» **The records**:
──────

//! Rebuilds ledger spend from a persisted audit trail, so a restarted
//! engine never grants budget that an earlier process already committed.

use std::collections::BTreeMap;

use synthguard_audit::{AuditEntry, AuditPayload};
use tracing::{debug, warn};

use crate::{
    budget::{BudgetError, BudgetLedger, DatasetId, PrivacyBudget, ReservationId},
    config::{BudgetConfig, DatasetPolicy},
};

/// A reservation the log shows as granted but never committed or released.
#[derive(Clone, Debug, PartialEq)]
pub struct OrphanedReservation {
    pub dataset_id: DatasetId,
    pub reservation_id: ReservationId,
    pub epsilon: f64,
    pub delta: f64,
}

#[derive(Debug)]
pub struct LedgerReplay {
    pub ledger: BudgetLedger,
    /// Left behind by a process that stopped mid-evaluation. They hold no
    /// budget in the rebuilt ledger.
    pub orphaned: Vec<OrphanedReservation>,
}

struct ReplayedDataset {
    totals: DatasetPolicy,
    epsilon_spent: f64,
    delta_spent: f64,
}

fn dataset<'a>(
    datasets: &'a mut BTreeMap<DatasetId, ReplayedDataset>,
    dataset_id: &str,
    config: &BudgetConfig,
) -> &'a mut ReplayedDataset {
    datasets
        .entry(DatasetId::new(dataset_id))
        .or_insert_with(|| ReplayedDataset {
            totals: config.policy_for(dataset_id),
            epsilon_spent: 0.0,
            delta_spent: 0.0,
        })
}

/// Replays `entries` in storage order. Totals come from the latest
/// `Reserved` entry of each dataset, falling back to `config`; spend is the
/// highest cumulative spend any `Committed` entry reports.
pub fn replay_ledger(entries: &[AuditEntry], config: &BudgetConfig) -> Result<LedgerReplay, BudgetError> {
    let mut datasets: BTreeMap<DatasetId, ReplayedDataset> = BTreeMap::new();
    let mut open: BTreeMap<ReservationId, OrphanedReservation> = BTreeMap::new();

    for entry in entries {
        match &entry.payload {
            AuditPayload::Reserved {
                dataset_id,
                reservation_id,
                epsilon,
                delta,
                epsilon_total,
                delta_total,
                ..
            } => {
                dataset(&mut datasets, dataset_id, config).totals = DatasetPolicy {
                    epsilon_total: *epsilon_total,
                    delta_total: *delta_total,
                };
                let reservation_id = ReservationId::from(reservation_id.as_str());
                open.insert(
                    reservation_id.clone(),
                    OrphanedReservation {
                        dataset_id: DatasetId::new(dataset_id.as_str()),
                        reservation_id,
                        epsilon: *epsilon,
                        delta: *delta,
                    },
                );
            }
            AuditPayload::Committed {
                dataset_id,
                reservation_id,
                epsilon_spent,
                delta_spent,
                ..
            } => {
                let state = dataset(&mut datasets, dataset_id, config);
                state.epsilon_spent = state.epsilon_spent.max(*epsilon_spent);
                state.delta_spent = state.delta_spent.max(*delta_spent);
                open.remove(&ReservationId::from(reservation_id.as_str()));
            }
            AuditPayload::Released { reservation_id, .. } => {
                open.remove(&ReservationId::from(reservation_id.as_str()));
            }
            AuditPayload::DisclosureChecked { .. } | AuditPayload::ComplianceChecked { .. } => {}
        }
    }

    let budgets = datasets
        .into_iter()
        .map(|(dataset_id, state)| {
            debug!(
                %dataset_id,
                epsilon_spent = state.epsilon_spent,
                delta_spent = state.delta_spent,
                "replayed dataset budget"
            );
            PrivacyBudget {
                dataset_id,
                epsilon_total: state.totals.epsilon_total,
                delta_total: state.totals.delta_total,
                epsilon_spent: state.epsilon_spent,
                delta_spent: state.delta_spent,
                reservations: BTreeMap::new(),
                resolved: BTreeMap::new(),
            }
        })
        .collect();
    let ledger = BudgetLedger::restore(budgets)?;
    let orphaned: Vec<OrphanedReservation> = open.into_values().collect();
    if !orphaned.is_empty() {
        warn!(count = orphaned.len(), "audit log holds reservations that were never resolved");
    }
    Ok(LedgerReplay { ledger, orphaned })
}

#[cfg(test)]
mod tests {
    use super::*;
    use chrono::Utc;
    use pretty_assertions::assert_eq;
    use synthguard_audit::{AuditTrail, ReleaseCause};

    fn reserved(dataset_id: &str, reservation_id: &str, epsilon: f64, epsilon_total: f64) -> AuditPayload {
        AuditPayload::Reserved {
            dataset_id: dataset_id.into(),
            reservation_id: reservation_id.into(),
            epsilon,
            delta: 0.0,
            epsilon_total,
            delta_total: 1e-5,
            expires_at: Utc::now(),
        }
    }

    fn committed(dataset_id: &str, reservation_id: &str, epsilon: f64, epsilon_spent: f64) -> AuditPayload {
        AuditPayload::Committed {
            dataset_id: dataset_id.into(),
            reservation_id: reservation_id.into(),
            epsilon,
            delta: 0.0,
            epsilon_spent,
            delta_spent: 0.0,
        }
    }

    fn log(payloads: Vec<AuditPayload>) -> Vec<AuditEntry> {
        let trail = AuditTrail::in_memory();
        for payload in payloads {
            trail.append(payload).unwrap();
        }
        trail.entries(0, u64::MAX).unwrap()
    }

    #[test]
    fn committed_spend_and_logged_totals_survive() {
        let entries = log(vec![
            reserved("patients_v1", "rsv-1", 0.4, 1.0),
            committed("patients_v1", "rsv-1", 0.4, 0.4),
            reserved("patients_v1", "rsv-2", 0.3, 1.0),
            AuditPayload::Released {
                dataset_id: "patients_v1".into(),
                reservation_id: "rsv-2".into(),
                epsilon: 0.3,
                delta: 0.0,
                cause: ReleaseCause::Rejected,
            },
            reserved("census", "rsv-3", 2.0, 8.0),
            committed("census", "rsv-3", 2.0, 2.0),
            reserved("census", "rsv-4", 1.0, 8.0),
        ]);
        let replay = replay_ledger(&entries, &BudgetConfig::default()).unwrap();

        let patients = replay.ledger.snapshot(&DatasetId::new("patients_v1")).unwrap();
        assert_eq!(patients.epsilon_spent, 0.4);
        assert_eq!(patients.pending_reservations, 0);
        let census = replay.ledger.snapshot(&DatasetId::new("census")).unwrap();
        assert_eq!(census.epsilon_total, 8.0);
        assert_eq!(census.remaining.epsilon, 6.0);
        assert_eq!(
            replay.orphaned,
            vec![OrphanedReservation {
                dataset_id: DatasetId::new("census"),
                reservation_id: ReservationId::from("rsv-4"),
                epsilon: 1.0,
                delta: 0.0,
            }]
        );
    }

    #[test]
    fn repeated_commit_lines_never_lower_spend() {
        let entries = log(vec![
            committed("patients_v1", "rsv-1", 0.4, 0.4),
            committed("patients_v1", "rsv-2", 0.3, 0.7),
            committed("patients_v1", "rsv-1", 0.4, 0.4),
        ]);
        let replay = replay_ledger(&entries, &BudgetConfig::default()).unwrap();
        let remaining = replay.ledger.remaining(&DatasetId::new("patients_v1")).unwrap();
        assert!((remaining.epsilon - 0.3).abs() < 1e-12);
    }

    #[test]
    fn empty_log_gives_an_empty_ledger() {
        let replay = replay_ledger(&[], &BudgetConfig::default()).unwrap();
        assert!(replay.ledger.export().is_empty());
        assert!(replay.orphaned.is_empty());
    }
}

──────

» **Required action**: Each line from the top of the material above, through the one that contains "let mut datasets: BTreeMap<DatasetId, ReplayedDataset>", should be restated word for word.

» **Exercise answer**:
//! Rebuilds ledger spend from a persisted audit trail, so a restarted
//! engine never grants budget that an earlier process already committed.

use std::collections::BTreeMap;

use synthguard_audit::{AuditEntry, AuditPayload};
use tracing::{debug, warn};

use crate::{
    budget::{BudgetError, BudgetLedger, DatasetId, PrivacyBudget, ReservationId},
    config::{BudgetConfig, DatasetPolicy},
};

/// A reservation the log shows as granted but never committed or released.
#[derive(Clone, Debug, PartialEq)]
pub struct OrphanedReservation {
    pub dataset_id: DatasetId,
    pub reservation_id: ReservationId,
    pub epsilon: f64,
    pub delta: f64,
}

#[derive(Debug)]
pub struct LedgerReplay {
    pub ledger: BudgetLedger,
    /// Left behind by a process that stopped mid-evaluation. They hold no
    /// budget in the rebuilt ledger.
    pub orphaned: Vec<OrphanedReservation>,
}

struct ReplayedDataset {
    totals: DatasetPolicy,
    epsilon_spent: f64,
    delta_spent: f64,
}

fn dataset<'a>(
    datasets: &'a mut BTreeMap<DatasetId, ReplayedDataset>,
    dataset_id: &str,
    config: &BudgetConfig,
) -> &'a mut ReplayedDataset {
    datasets
        .entry(DatasetId::new(dataset_id))
        .or_insert_with(|| ReplayedDataset {
            totals: config.policy_for(dataset_id),
            epsilon_spent: 0.0,
            delta_spent: 0.0,
        })
}

/// Replays `entries` in storage order. Totals come from the latest
/// `Reserved` entry of each dataset, falling back to `config`; spend is the
/// highest cumulative spend any `Committed` entry reports.
pub fn replay_ledger(entries: &[AuditEntry], config: &BudgetConfig) -> Result<LedgerReplay, BudgetError> {
    let mut datasets: BTreeMap<DatasetId, ReplayedDataset> = BTreeMap::new();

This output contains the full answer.